Material for this exercise —
>>>

use std::collections::{BTreeSet, HashMap};
use std::sync::Arc;
use std::time::Duration;

use bytes::Bytes;
use serde_json::Value;
use tokio::sync::mpsc;
use tokio::task::{AbortHandle, Id, JoinError, JoinHandle, JoinSet};
use tracing::{debug, info, warn};

use crate::config::UploadConfig;
use crate::error::TransferError;
use crate::transport::{Transport, UploadBody, UploadRequest};

const MAX_BACKOFF: Duration = Duration::from_secs(30);

/// Orchestrator → worker: upload one chunk of a file.
#[derive(Debug, Clone)]
pub struct UploadChunk {
    pub file_id: String,
    pub chunk_index: u64,
    pub total_chunks: u64,
    pub chunk: Vec<u8>,
    pub upload_url: String,
    pub headers: HashMap<String, String>,
}

/// Worker → orchestrator.
#[derive(Debug, Clone, PartialEq)]
pub enum WorkerEvent {
    Progress {
        file_id: String,
        chunk_index: u64,
        progress: u8,
    },
    Success {
        file_id: String,
        chunk_index: u64,
        progress: u8,
        response: Value,
    },
    Error {
        file_id: String,
        chunk_index: u64,
        progress: u8,
        error: String,
    },
}

impl WorkerEvent {
    pub fn file_id(&self) -> &str {
        match self {
            WorkerEvent::Progress { file_id, .. }
            | WorkerEvent::Success { file_id, .. }
            | WorkerEvent::Error { file_id, .. } => file_id,
        }
    }
}

#[derive(Debug)]
enum WorkerControl {
    Cancel {
        file_id: String,
        last_chunk: Option<u64>,
    },
    Forget {
        file_id: String,
    },
}

#[derive(Debug, Clone, Copy)]
pub struct WorkerOptions {
    /// Chunk requests in flight at once.
    pub concurrency: usize,
    pub max_retries: u32,
    pub retry_delay: Duration,
}

impl Default for WorkerOptions {
    fn default() -> Self {
        Self {
            concurrency: 4,
            max_retries: 3,
            retry_delay: Duration::from_secs(1),
        }
    }
}

impl From<&UploadConfig> for WorkerOptions {
    fn from(config: &UploadConfig) -> Self {
        Self {
            concurrency: config.worker_concurrency.max(1),
            max_retries: config.max_retries,
            retry_delay: config.retry_delay(),
        }
    }
}

/// Dropping the handle aborts the worker and its in-flight requests.
pub struct WorkerHandle {
    commands: mpsc::Sender<UploadChunk>,
    control: mpsc::UnboundedSender<WorkerControl>,
    task: JoinHandle<()>,
}

impl WorkerHandle {
    pub fn spawn(
        transport: Arc<dyn Transport>,
        options: WorkerOptions,
        events: mpsc::UnboundedSender<WorkerEvent>,
    ) -> Self {
        let (commands, command_rx) = mpsc::channel(options.concurrency * 2);
        let (control, control_rx) = mpsc::unbounded_channel();

        let worker = Worker::new(transport, options, events);
        let task = tokio::spawn(worker.run(command_rx, control_rx));

        Self {
            commands,
            control,
            task,
        }
    }

    pub async fn upload_chunk(&self, chunk: UploadChunk) -> Result<(), TransferError> {
        self.commands
            .send(chunk)
            .await
            .map_err(|_| TransferError::WorkerStopped)
    }

    /// Abandons every queued and in-flight chunk of `file_id`. No further events are sent for it.
    ///
    /// `last_chunk` is the highest index queued for the file, `None` if none was.
    pub fn cancel(&self, file_id: &str, last_chunk: Option<u64>) {
        self.control
            .send(WorkerControl::Cancel {
                file_id: file_id.to_string(),
                last_chunk,
            })
            .ok();
    }

    /// Drops what a `cancel` left behind for a file whose final event was already sent.
    pub fn forget(&self, file_id: &str) {
        self.control
            .send(WorkerControl::Forget {
                file_id: file_id.to_string(),
            })
            .ok();
    }

    pub fn is_running(&self) -> bool {
        !self.task.is_finished()
    }

    pub fn terminate(&self) {
        self.task.abort();
    }
}

impl Drop for WorkerHandle {
    fn drop(&mut self) {
        self.task.abort();
    }
}

struct FileState {
    total_chunks: u64,
    // Success needs every index here, whatever order the responses arrive in.
    confirmed: BTreeSet<u64>,
    final_response: Option<Value>,
    halted: bool,
    // Highest index still expected from the orchestrator, and highest seen so far.
    last_chunk: Option<u64>,
    received: Option<u64>,
    tasks: Vec<AbortHandle>,
}

impl FileState {
    fn new(total_chunks: u64) -> Self {
        Self {
            total_chunks,
            confirmed: BTreeSet::new(),
            final_response: None,
            halted: false,
            last_chunk: total_chunks.checked_sub(1),
            received: None,
            tasks: Vec::new(),
        }
    }

    /// No more chunks of this file can arrive.
    fn drained(&self) -> bool {
        match self.last_chunk {
            Some(last) => self.received.is_some_and(|seen| seen >= last),
            None => true,
        }
    }

    fn halt(&mut self) {
        self.halted = true;
        for task in self.tasks.drain(..) {
            task.abort();
        }
    }
}

struct Worker {
    transport: Arc<dyn Transport>,
    options: WorkerOptions,
    events: mpsc::UnboundedSender<WorkerEvent>,
    files: HashMap<String, FileState>,
    tasks: JoinSet<Result<Value, TransferError>>,
    task_chunks: HashMap<Id, (String, u64)>,
}

impl Worker {
    fn new(
        transport: Arc<dyn Transport>,
        options: WorkerOptions,
        events: mpsc::UnboundedSender<WorkerEvent>,
    ) -> Self {
        Self {
            transport,
            options,
            events,
            files: HashMap::new(),
            tasks: JoinSet::new(),
            task_chunks: HashMap::new(),
        }
    }

    async fn run(
        mut self,
        mut commands: mpsc::Receiver<UploadChunk>,
        mut control: mpsc::UnboundedReceiver<WorkerControl>,
    ) {
        let mut accepting = true;

        loop {
            let has_capacity = self.tasks.len() < self.options.concurrency;

            // Cancellations first, then results, then new work.
            tokio::select! {
                biased;
                Some(control) = control.recv() => match control {
                    WorkerControl::Cancel { file_id, last_chunk } => {
                        self.cancel(file_id, last_chunk);
                    }
                    WorkerControl::Forget { file_id } => self.forget(&file_id),
                },
                Some(joined) = self.tasks.join_next_with_id(), if !self.tasks.is_empty() => {
                    self.on_joined(joined);
                }
                command = commands.recv(), if accepting && has_capacity => match command {
                    Some(chunk) => self.dispatch(chunk),
                    None => accepting = false,
                },
                else => break,
            }

            if !accepting && self.tasks.is_empty() {
                break;
            }
        }

        debug!("upload worker stopped");
    }

    fn dispatch(&mut self, chunk: UploadChunk) {
        let state = self
            .files
            .entry(chunk.file_id.clone())
            .or_insert_with(|| FileState::new(chunk.total_chunks));
        state.received = state.received.max(Some(chunk.chunk_index));

        if state.halted || state.confirmed.contains(&chunk.chunk_index) {
            debug!(
                file_id = %chunk.file_id,
                chunk_index = chunk.chunk_index,
                "skipping chunk"
            );
            if state.halted && state.drained() {
                self.files.remove(&chunk.file_id);
            }
            return;
        }

        let request = UploadRequest {
            url: chunk.upload_url,
            headers: chunk.headers,
            body: UploadBody::Chunk {
                file_id: chunk.file_id.clone(),
                chunk_index: chunk.chunk_index,
                total_chunks: chunk.total_chunks,
                data: Bytes::from(chunk.chunk),
            },
        };

        let transport = Arc::clone(&self.transport);
        let options = self.options;
        let handle = self
            .tasks
            .spawn(async move { send_with_retry(transport.as_ref(), &request, options).await });

        self.task_chunks
            .insert(handle.id(), (chunk.file_id, chunk.chunk_index));
        state.tasks.push(handle);
    }

    fn on_joined(&mut self, joined: Result<(Id, Result<Value, TransferError>), JoinError>) {
        let (id, result) = match joined {
            Ok((id, result)) => (id, result),
            Err(err) if err.is_cancelled() => {
                self.task_chunks.remove(&err.id());
                return;
            }
            Err(err) => (err.id(), Err(TransferError::Panicked)),
        };

        if let Some((file_id, chunk_index)) = self.task_chunks.remove(&id) {
            self.on_chunk_done(file_id, chunk_index, result);
        }
    }

    fn on_chunk_done(
        &mut self,
        file_id: String,
        chunk_index: u64,
        result: Result<Value, TransferError>,
    ) {
        let Some(state) = self.files.get_mut(&file_id) else {
            return;
        };
        if state.halted {
            return;
        }

        match result {
            Ok(response) => {
                state.confirmed.insert(chunk_index);
                if chunk_index + 1 == state.total_chunks {
                    state.final_response = Some(response.clone());
                }

                let confirmed = state.confirmed.len() as u64;
                if confirmed >= state.total_chunks {
                    let response = state.final_response.take().unwrap_or(response);
                    self.files.remove(&file_id);
                    info!(%file_id, "all chunks uploaded");
                    self.emit(WorkerEvent::Success {
                        file_id,
                        chunk_index,
                        progress: 100,
                        response,
                    });
                } else {
                    let progress = percent(confirmed, state.total_chunks);
                    self.emit(WorkerEvent::Progress {
                        file_id,
                        chunk_index,
                        progress,
                    });
                }
            }
            Err(err) => {
                state.halt();
                if state.drained() {
                    self.files.remove(&file_id);
                }
                warn!(%file_id, chunk_index, error = %err, "chunk upload failed");
                self.emit(WorkerEvent::Error {
                    file_id,
                    chunk_index,
                    progress: 0,
                    error: err.to_string(),
                });
            }
        }
    }

    fn cancel(&mut self, file_id: String, last_chunk: Option<u64>) {
        debug!(%file_id, "cancelling chunked upload");
        let state = self
            .files
            .entry(file_id.clone())
            .or_insert_with(|| FileState::new(0));
        state.last_chunk = last_chunk;
        state.halt();
        if state.drained() {
            self.files.remove(&file_id);
        }
    }

    // A halted file that never saw a chunk can only be a cancel that crossed its final event.
    fn forget(&mut self, file_id: &str) {
        if self
            .files
            .get(file_id)
            .is_some_and(|state| state.halted && state.received.is_none())
        {
            self.files.remove(file_id);
        }
    }

    fn emit(&self, event: WorkerEvent) {
        self.events.send(event).ok();
    }
}

async fn send_with_retry(
    transport: &dyn Transport,
    request: &UploadRequest,
    options: WorkerOptions,
) -> Result<Value, TransferError> {
    let mut attempt = 0u32;

    loop {
        attempt += 1;

        match transport.send(request).await {
            Ok(response) => return Ok(response),
            Err(err) if attempt <= options.max_retries && err.is_retryable() => {
                let delay = backoff(options.retry_delay, attempt);
                warn!(
                    attempt,
                    max_retries = options.max_retries,
                    delay_ms = delay.as_millis() as u64,
                    error = %err,
                    "retrying chunk upload"
                );
                tokio::time::sleep(delay).await;
            }
            Err(err) => return Err(err),
        }
    }
}

// base, 2*base, 4*base, ... capped at MAX_BACKOFF
fn backoff(base: Duration, attempt: u32) -> Duration {
    let factor = 1u32 << attempt.saturating_sub(1).min(16);
    base.saturating_mul(factor).min(MAX_BACKOFF)
}

/// `round(100 * done / total)`, rounding halves up.
pub fn percent(done: u64, total: u64) -> u8 {
    if total == 0 {
        return 100;
    }
    ((done * 200 + total) / (total * 2)).min(100) as u8
}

<<<

Instructions to follow — Check every line of the records, and copy the ones that hold the word "concurrency".

Response to the exercise —
    pub concurrency: usize,
            concurrency: 4,
            concurrency: config.worker_concurrency.max(1),
        let (commands, command_rx) = mpsc::channel(options.concurrency * 2);
            let has_capacity = self.tasks.len() < self.options.concurrency;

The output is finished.